-- Work to complete --
Transcribe the data below verbatim from the line with "many to store." to the line with "empty the view.". Include both of those lines.
Supplied material Start Marker
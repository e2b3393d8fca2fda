use std::fmt;

use tracing::debug;

use crate::error::Result;
use crate::value::{Abnormal, Countable, CountableCore};
use crate::{diagnose, Diagnosis, Elements, ElementsCore, Flags, Rule};

/// A working copy of a countable value that operations transform in turn.
///
/// The working elements live in a mutable list container, so operations
/// edit them in place, and the orders a sort records let a repeated sort
/// of the same order do nothing.
///
/// Open one with [`Countable::view`], chain operations, and materialize the
/// outcome with [`View::value`] or [`View::into_value`].
///
/// A view of an abnormal value stays abnormal: every operation on it does
/// nothing, and the value it materializes is that abnormal value. When the
/// elements run out, the view remembers which operation emptied it, so the
/// empty value it materializes can say why.
///
/// ```
/// use countable::{Countable, Index};
///
/// let value = Countable::new(vec![3, 1, 4, 1, 5])
///     .view()
///     .filter(|n| *n > 1)
///     .remove_indices(&[Index::LAST])
///     .value();
/// assert_eq!(value.to_vec(), vec![3, 4]);
/// ```
#[derive(Debug, Clone)]
pub struct View<E> {
    pub(super) abnormal: Option<Abnormal>,
    // always a mutable list
    pub(super) elements: Elements<E>,
    // set exactly when `elements` is empty
    pub(super) empty_diagnosis: Option<Diagnosis>,
}

impl<E: Clone> From<Countable<E>> for View<E> {
    fn from(value: Countable<E>) -> Self {
        match value {
            Countable::Abnormal(abnormal) => {
                debug!(diagnosis = %abnormal.diagnosis(), "viewing an abnormal value");
                View {
                    abnormal: Some(abnormal),
                    elements: Elements::default(),
                    empty_diagnosis: None,
                }
            }
            Countable::Empty(empty) => View {
                abnormal: None,
                elements: Elements::default(),
                empty_diagnosis: Some(empty.into_diagnosis()),
            },
            value => View {
                abnormal: None,
                elements: Elements::list(value.to_vec(), Flags::Mutable),
                empty_diagnosis: None,
            },
        }
    }
}

impl<E: Clone> Countable<E> {
    /// Open a view on a copy of this value.
    pub fn view(&self) -> View<E> {
        View::from(self.clone())
    }

    pub fn into_view(self) -> View<E> {
        View::from(self)
    }
}

impl<E: Clone> View<E> {
    /// A view of the elements in a container, which keeps the orders the
    /// container is known to be sorted by.
    ///
    /// Fails when generated elements are too many to store.
    pub fn from_elements(elements: &Elements<E>) -> Result<Self> {
        let elements = elements.duplicate(Flags::Mutable)?;
        let mut view = Self::from(Countable::empty());
        if !elements.is_empty() {
            view.empty_diagnosis = None;
        }
        view.elements = elements;
        Ok(view)
    }

    /// An independent copy of this view.
    pub fn duplicate(&self) -> Self {
        self.clone()
    }

    pub fn is_abnormal(&self) -> bool {
        self.abnormal.is_some()
    }

    pub fn length(&self) -> usize {
        self.elements.len()
    }

    /// The working container.
    pub fn elements(&self) -> &Elements<E> {
        &self.elements
    }

    /// The elements as they stand; abnormal views have none.
    pub fn as_slice(&self) -> &[E] {
        self.items()
    }

    /// Materialize the outcome so far, leaving the view usable.
    pub fn value(&self) -> Countable<E> {
        self.clone().into_value()
    }

    pub fn into_value(self) -> Countable<E> {
        match self.abnormal {
            Some(abnormal) => Countable::Abnormal(abnormal),
            None => Countable::from_parts(self.elements.into_items(), self.empty_diagnosis),
        }
    }

    pub(super) fn items(&self) -> &[E] {
        self.elements.as_slice().unwrap_or_default()
    }

    // An operation that cannot empty the view.
    pub(super) fn edit(mut self, edit: impl FnOnce(Elements<E>) -> Elements<E>) -> Self {
        if self.abnormal.is_some() {
            return self;
        }
        self.elements = edit(std::mem::take(&mut self.elements));
        if !self.elements.is_empty() {
            self.empty_diagnosis = None;
        }
        self
    }

    pub(super) fn try_edit(
        mut self,
        edit: impl FnOnce(Elements<E>) -> Result<Elements<E>>,
    ) -> Result<Self> {
        if self.abnormal.is_some() {
            return Ok(self);
        }
        self.elements = edit(std::mem::take(&mut self.elements))?;
        if !self.elements.is_empty() {
            self.empty_diagnosis = None;
        }
        Ok(self)
    }

    pub(super) fn edit_items(self, edit: impl FnOnce(&mut Vec<E>)) -> Self {
        self.edit(|elements| elements.edit_items(edit))
    }

    // An operation that may empty the view; `rule` explains it if it does.
    pub(super) fn shrink(
        mut self,
        rule: Rule,
        input: impl fmt::Debug,
        edit: impl FnOnce(Elements<E>) -> Elements<E>,
    ) -> Self {
        if self.abnormal.is_some() {
            return self;
        }
        self.elements = edit(std::mem::take(&mut self.elements));
        self.settle(rule, input);
        self
    }

    pub(super) fn shrink_items(
        self,
        rule: Rule,
        input: impl fmt::Debug,
        edit: impl FnOnce(&mut Vec<E>),
    ) -> Self {
        self.shrink(rule, input, |elements| elements.edit_items(edit))
    }

    pub(super) fn settle(&mut self, rule: Rule, input: impl fmt::Debug) {
        if !self.elements.is_empty() {
            self.empty_diagnosis = None;
        } else if self.empty_diagnosis.is_none() {
            let diagnosis = diagnose(rule, input);
            debug!(%diagnosis, "view emptied");
            self.empty_diagnosis = Some(diagnosis);
        }
    }

    /// The elements of an argument, or `None` when the operation must not
    /// run: either this view is abnormal already, or the argument is, in
    /// which case this view becomes abnormal with the argument as cause.
    pub(super) fn argument<'c>(
        &mut self,
        argument: &'c Countable<E>,
        operation: &str,
    ) -> Option<&'c [E]> {
        if self.abnormal.is_some() {
            return None;
        }
        match argument {
            Countable::Abnormal(abnormal) => {
                self.absorb(abnormal, operation);
                None
            }
            argument => Some(argument.as_slice()),
        }
    }

    pub(super) fn absorb(&mut self, abnormal: &Abnormal, operation: &str) {
        debug!(operation, diagnosis = %abnormal.diagnosis(), "abnormal argument");
        self.abnormal = Some(abnormal.as_input_to(operation));
        self.elements = Elements::default();
        self.empty_diagnosis = None;
    }
}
Supplied material End Marker
-- Solution to this problem --
    /// Fails when generated elements are too many to store.
    pub fn from_elements(elements: &Elements<E>) -> Result<Self> {
        let elements = elements.duplicate(Flags::Mutable)?;
        let mut view = Self::from(Countable::empty());
        if !elements.is_empty() {
            view.empty_diagnosis = None;
        }
        view.elements = elements;
        Ok(view)
    }

    /// An independent copy of this view.
    pub fn duplicate(&self) -> Self {
        self.clone()
    }

    pub fn is_abnormal(&self) -> bool {
        self.abnormal.is_some()
    }

    pub fn length(&self) -> usize {
        self.elements.len()
    }

    /// The working container.
    pub fn elements(&self) -> &Elements<E> {
        &self.elements
    }

    /// The elements as they stand; abnormal views have none.
    pub fn as_slice(&self) -> &[E] {
        self.items()
    }

    /// Materialize the outcome so far, leaving the view usable.
    pub fn value(&self) -> Countable<E> {
        self.clone().into_value()
    }

    pub fn into_value(self) -> Countable<E> {
        match self.abnormal {
            Some(abnormal) => Countable::Abnormal(abnormal),
            None => Countable::from_parts(self.elements.into_items(), self.empty_diagnosis),
        }
    }

    pub(super) fn items(&self) -> &[E] {
        self.elements.as_slice().unwrap_or_default()
    }

    // An operation that cannot empty the view.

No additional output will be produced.